(Your assignment)
Among the entries that follow, find every line with the word "JobState" and copy it.

(Data)
// ==========================================
// 商品目录数据导入引擎 - 领域模型层
// ==========================================
// 职责: 定义领域实体、类型、任务与故障模型
// 红线: 不含数据访问逻辑, 不含绑定/执行逻辑
// ==========================================

pub mod entity;
pub mod fault;
pub mod job;
pub mod metadata;
pub mod types;

// 重导出核心类型
pub use entity::{
    AttributeValue, CatalogEntity, Category, Customer, InventoryQuantity, InventoryRecord,
    Product, ProductAssociation, ProductSku, SkuDimension,
};
pub use fault::{codes, Fault, FaultSink};
pub use job::{BadRow, ColumnMapping, ImportJob, ImportJobStatus};
pub use metadata::{
    AttributeDescriptor, CategoryType, MetaObject, ProductType, SkuOptionDescriptor, StoreContext,
};
pub use types::{
    AssociationKind, AvailabilityRule, CustomerStatus, EntityKind, FaultSeverity, ImportOperation,
    JobState, ReferenceKind, ValueKind,
};
// ==========================================
// 商品目录数据导入引擎 - 运行状态仓储
// ==========================================
// 职责: import_job_status / import_bad_row 两表的数据访问
// 红线: cancel_requested 只经 request_cancellation 翻转, 常规 update 不回写
// ==========================================

use crate::db;
use crate::domain::{BadRow, Fault, ImportJobStatus, JobState};
use crate::repository::error::{RepositoryError, RepositoryResult};
use async_trait::async_trait;
use chrono::{DateTime, Utc};
use rusqlite::{params, Connection, OptionalExtension};
use std::sync::{Arc, Mutex, MutexGuard};

// ==========================================
// ImportStatusRepository Trait
// ==========================================
// 用途: 运行状态与坏行记录的数据访问
// 实现者: ImportStatusRepositoryImpl (使用 rusqlite)
#[async_trait]
pub trait ImportStatusRepository: Send + Sync {
    /// 登记一次新的运行 (状态记录以 process_id 为主键)
    async fn insert(&self, status: &ImportJobStatus) -> RepositoryResult<()>;

    /// 回写状态机与进度计数
    ///
    /// # 说明
    /// - 不更新 cancel_requested, 避免覆盖并发的取消请求
    /// - 不更新坏行明细, 坏行经 append_bad_rows 追加
    async fn update(&self, status: &ImportJobStatus) -> RepositoryResult<()>;

    /// 追加坏行明细
    ///
    /// # 返回
    /// - Ok(usize): 写入的坏行条数
    async fn append_bad_rows(&self, process_id: &str, rows: &[BadRow]) -> RepositoryResult<usize>;

    /// 按运行标识查找 (坏行明细一并装载)
    async fn find_by_process_id(&self, process_id: &str)
        -> RepositoryResult<Option<ImportJobStatus>>;

    /// 任务最近一次运行
    async fn find_latest_for_job(&self, job_guid: &str)
        -> RepositoryResult<Option<ImportJobStatus>>;

    /// 任务的全部运行记录, 最近的在前 (不装载坏行明细)
    async fn list_for_job(&self, job_guid: &str) -> RepositoryResult<Vec<ImportJobStatus>>;

    /// 请求取消一次运行
    ///
    /// # 返回
    /// - Ok(true): 标记已写入
    /// - Ok(false): 运行不存在或已进入终态
    async fn request_cancellation(&self, process_id: &str) -> RepositoryResult<bool>;

    /// 执行器轮询点: 是否有未消费的取消请求
    async fn is_cancellation_requested(&self, process_id: &str) -> RepositoryResult<bool>;

    /// 坏行明细, 按行号排序
    async fn list_bad_rows(&self, process_id: &str) -> RepositoryResult<Vec<BadRow>>;
}

const SELECT_COLUMNS: &str = "process_id, job_guid, state, started_by, total_rows, \
     current_row, failed_rows, cancel_requested, start_time, end_time, last_modified";

type RawStatusRow = (
    String,         // process_id
    String,         // job_guid
    String,         // state
    String,         // started_by
    i64,            // total_rows
    i64,            // current_row
    i64,            // failed_rows
    bool,           // cancel_requested
    Option<String>, // start_time
    Option<String>, // end_time
    String,         // last_modified
);

// ==========================================
// ImportStatusRepositoryImpl
// ==========================================
pub struct ImportStatusRepositoryImpl {
    conn: Arc<Mutex<Connection>>,
}

impl ImportStatusRepositoryImpl {
    /// 创建新的 Repository 实例
    ///
    /// # 参数
    /// - db_path: 数据库文件路径
    pub fn new(db_path: &str) -> RepositoryResult<Self> {
        let conn = db::open_sqlite_connection(db_path)?;
        Ok(Self {
            conn: Arc::new(Mutex::new(conn)),
        })
    }

    /// 复用既有连接
    pub fn from_connection(conn: Arc<Mutex<Connection>>) -> Self {
        Self { conn }
    }

    fn get_conn(&self) -> RepositoryResult<MutexGuard<'_, Connection>> {
        self.conn
            .lock()
            .map_err(|e| RepositoryError::LockError(e.to_string()))
    }

    fn read_raw(row: &rusqlite::Row<'_>) -> rusqlite::Result<RawStatusRow> {
        Ok((
            row.get(0)?,
            row.get(1)?,
            row.get(2)?,
            row.get(3)?,
            row.get(4)?,
            row.get(5)?,
            row.get(6)?,
            row.get(7)?,
            row.get(8)?,
            row.get(9)?,
            row.get(10)?,
        ))
    }

    fn hydrate(raw: RawStatusRow) -> RepositoryResult<ImportJobStatus> {
        let (
            process_id,
            job_guid,
            state_raw,
            started_by,
            total_rows,
            current_row,
            failed_rows,
            cancel_requested,
            start_time,
            end_time,
            last_modified,
        ) = raw;

        let state =
            JobState::from_str(&state_raw).ok_or_else(|| RepositoryError::FieldValueError {
                field: "state".to_string(),
                message: state_raw.clone(),
            })?;

        Ok(ImportJobStatus {
            process_id,
            job_guid,
            state,
            started_by,
            total_rows: total_rows.max(0) as u64,
            current_row: current_row.max(0) as u64,
            failed_rows: failed_rows.max(0) as u64,
            cancel_requested,
            start_time: start_time.as_deref().map(parse_timestamp),
            end_time: end_time.as_deref().map(parse_timestamp),
            last_modified: parse_timestamp(&last_modified),
            bad_rows: Vec::new(),
        })
    }

    fn bad_rows_with_conn(conn: &Connection, process_id: &str) -> RepositoryResult<Vec<BadRow>> {
        let mut stmt = conn.prepare(
            "SELECT row_number, raw_row, faults_json FROM import_bad_row \
             WHERE process_id = ?1 ORDER BY row_number, id",
        )?;
        let raws = stmt
            .query_map(params![process_id], |row| {
                Ok((
                    row.get::<_, i64>(0)?,
                    row.get::<_, String>(1)?,
                    row.get::<_, String>(2)?,
                ))
            })?
            .collect::<Result<Vec<_>, _>>()?;

        let mut rows = Vec::with_capacity(raws.len());
        for (row_number, raw_row, faults_json) in raws {
            let faults: Vec<Fault> = serde_json::from_str(&faults_json)?;
            rows.push(BadRow {
                row_number: row_number.max(0) as u64,
                raw_row,
                faults,
            });
        }
        Ok(rows)
    }
}

fn parse_timestamp(raw: &str) -> DateTime<Utc> {
    DateTime::parse_from_rfc3339(raw)
        .map(|dt| dt.with_timezone(&Utc))
        .unwrap_or_else(|_| Utc::now())
}

#[async_trait]
impl ImportStatusRepository for ImportStatusRepositoryImpl {
    async fn insert(&self, status: &ImportJobStatus) -> RepositoryResult<()> {
        let conn = self.get_conn()?;

        conn.execute(
            r#"
            INSERT INTO import_job_status (
                process_id, job_guid, state, started_by, total_rows,
                current_row, failed_rows, cancel_requested, start_time, end_time, last_modified
            ) VALUES (?1, ?2, ?3, ?4, ?5, ?6, ?7, ?8, ?9, ?10, ?11)
            "#,
            params![
                status.process_id,
                status.job_guid,
                status.state.to_db_str(),
                status.started_by,
                status.total_rows,
                status.current_row,
                status.failed_rows,
                status.cancel_requested,
                status.start_time.map(|dt| dt.to_rfc3339()),
                status.end_time.map(|dt| dt.to_rfc3339()),
                status.last_modified.to_rfc3339(),
            ],
        )?;

        Ok(())
    }

    async fn update(&self, status: &ImportJobStatus) -> RepositoryResult<()> {
        let conn = self.get_conn()?;

        let affected = conn.execute(
            r#"
            UPDATE import_job_status SET
                state = ?2, total_rows = ?3, current_row = ?4, failed_rows = ?5,
                start_time = ?6, end_time = ?7, last_modified = ?8
            WHERE process_id = ?1
            "#,
            params![
                status.process_id,
                status.state.to_db_str(),
                status.total_rows,
                status.current_row,
                status.failed_rows,
                status.start_time.map(|dt| dt.to_rfc3339()),
                status.end_time.map(|dt| dt.to_rfc3339()),
                Utc::now().to_rfc3339(),
            ],
        )?;

        if affected == 0 {
            return Err(RepositoryError::NotFound {
                entity: "ImportJobStatus".to_string(),
                id: status.process_id.clone(),
            });
        }

        Ok(())
    }

    async fn append_bad_rows(&self, process_id: &str, rows: &[BadRow]) -> RepositoryResult<usize> {
        if rows.is_empty() {
            return Ok(0);
        }

        let conn = self.get_conn()?;
        let tx = conn.unchecked_transaction()?;

        let mut count = 0;
        {
            let mut stmt = tx.prepare(
                "INSERT INTO import_bad_row (process_id, row_number, raw_row, faults_json) \
                 VALUES (?1, ?2, ?3, ?4)",
            )?;
            for row in rows {
                let faults_json = serde_json::to_string(&row.faults)?;
                stmt.execute(params![process_id, row.row_number, row.raw_row, faults_json])?;
                count += 1;
            }
        }

        tx.commit()?;
        Ok(count)
    }

    async fn find_by_process_id(
        &self,
        process_id: &str,
    ) -> RepositoryResult<Option<ImportJobStatus>> {
        let conn = self.get_conn()?;

        let raw = conn
            .query_row(
                &format!(
                    "SELECT {} FROM import_job_status WHERE process_id = ?1",
                    SELECT_COLUMNS
                ),
                params![process_id],
                Self::read_raw,
            )
            .optional()?;

        match raw {
            Some(raw) => {
                let mut status = Self::hydrate(raw)?;
                status.bad_rows = Self::bad_rows_with_conn(&conn, process_id)?;
                Ok(Some(status))
            }
            None => Ok(None),
        }
    }

    async fn find_latest_for_job(
        &self,
        job_guid: &str,
    ) -> RepositoryResult<Option<ImportJobStatus>> {
        let conn = self.get_conn()?;

        let raw = conn
            .query_row(
                &format!(
                    "SELECT {} FROM import_job_status WHERE job_guid = ?1 \
                     ORDER BY last_modified DESC, process_id LIMIT 1",
                    SELECT_COLUMNS
                ),
                params![job_guid],
                Self::read_raw,
            )
            .optional()?;

        match raw {
            Some(raw) => {
                let mut status = Self::hydrate(raw)?;
                status.bad_rows = Self::bad_rows_with_conn(&conn, &status.process_id)?;
                Ok(Some(status))
            }
            None => Ok(None),
        }
    }

    async fn list_for_job(&self, job_guid: &str) -> RepositoryResult<Vec<ImportJobStatus>> {
        let conn = self.get_conn()?;

        let mut stmt = conn.prepare(&format!(
            "SELECT {} FROM import_job_status WHERE job_guid = ?1 \
             ORDER BY last_modified DESC, process_id",
            SELECT_COLUMNS
        ))?;
        let raws = stmt
            .query_map(params![job_guid], Self::read_raw)?
            .collect::<Result<Vec<_>, _>>()?;

        raws.into_iter().map(Self::hydrate).collect()
    }

    async fn request_cancellation(&self, process_id: &str) -> RepositoryResult<bool> {
        let conn = self.get_conn()?;

        // 终态运行不再接受取消
        let affected = conn.execute(
            r#"
            UPDATE import_job_status SET cancel_requested = 1, last_modified = ?2
            WHERE process_id = ?1
              AND state NOT IN ('FINISHED', 'FAILED', 'VALIDATION_FAILED', 'CANCELLED')
            "#,
            params![process_id, Utc::now().to_rfc3339()],
        )?;

        Ok(affected > 0)
    }

    async fn is_cancellation_requested(&self, process_id: &str) -> RepositoryResult<bool> {
        let conn = self.get_conn()?;

        let flag = conn
            .query_row(
                "SELECT cancel_requested FROM import_job_status WHERE process_id = ?1",
                params![process_id],
                |row| row.get::<_, bool>(0),
            )
            .optional()?;

        Ok(flag.unwrap_or(false))
    }

    async fn list_bad_rows(&self, process_id: &str) -> RepositoryResult<Vec<BadRow>> {
        let conn = self.get_conn()?;
        Self::bad_rows_with_conn(&conn, process_id)
    }
}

(Solved problem)
    JobState, ReferenceKind, ValueKind,
use crate::domain::{BadRow, Fault, ImportJobStatus, JobState};
            JobState::from_str(&state_raw).ok_or_else(|| RepositoryError::FieldValueError {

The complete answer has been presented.